Sift the listing for lines that hold the string "ConvertError" and pull them out.

━━━━━━━━━━

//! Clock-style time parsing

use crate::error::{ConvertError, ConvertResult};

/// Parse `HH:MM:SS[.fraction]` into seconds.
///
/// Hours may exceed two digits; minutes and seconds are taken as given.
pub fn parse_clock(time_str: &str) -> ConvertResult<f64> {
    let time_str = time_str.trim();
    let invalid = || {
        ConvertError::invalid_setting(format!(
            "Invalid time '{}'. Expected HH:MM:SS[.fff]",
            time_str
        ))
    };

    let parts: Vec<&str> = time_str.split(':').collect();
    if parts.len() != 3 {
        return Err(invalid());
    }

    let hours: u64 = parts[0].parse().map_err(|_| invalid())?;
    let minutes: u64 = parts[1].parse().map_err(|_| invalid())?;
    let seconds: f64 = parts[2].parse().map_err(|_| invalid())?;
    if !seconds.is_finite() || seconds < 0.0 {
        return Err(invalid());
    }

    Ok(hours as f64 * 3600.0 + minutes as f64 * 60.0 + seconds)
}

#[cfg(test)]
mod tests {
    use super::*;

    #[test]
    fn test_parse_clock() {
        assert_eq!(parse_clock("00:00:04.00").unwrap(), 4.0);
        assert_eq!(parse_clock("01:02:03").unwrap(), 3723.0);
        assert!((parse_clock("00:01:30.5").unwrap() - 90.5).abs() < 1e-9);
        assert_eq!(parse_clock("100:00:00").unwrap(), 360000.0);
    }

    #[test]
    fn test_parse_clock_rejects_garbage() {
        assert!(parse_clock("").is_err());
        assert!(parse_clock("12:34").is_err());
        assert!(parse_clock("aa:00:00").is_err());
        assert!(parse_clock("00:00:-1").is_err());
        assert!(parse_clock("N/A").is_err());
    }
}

━━━━━━━━━━

EXERCISE ANSWER
use crate::error::{ConvertError, ConvertResult};
        ConvertError::invalid_setting(format!(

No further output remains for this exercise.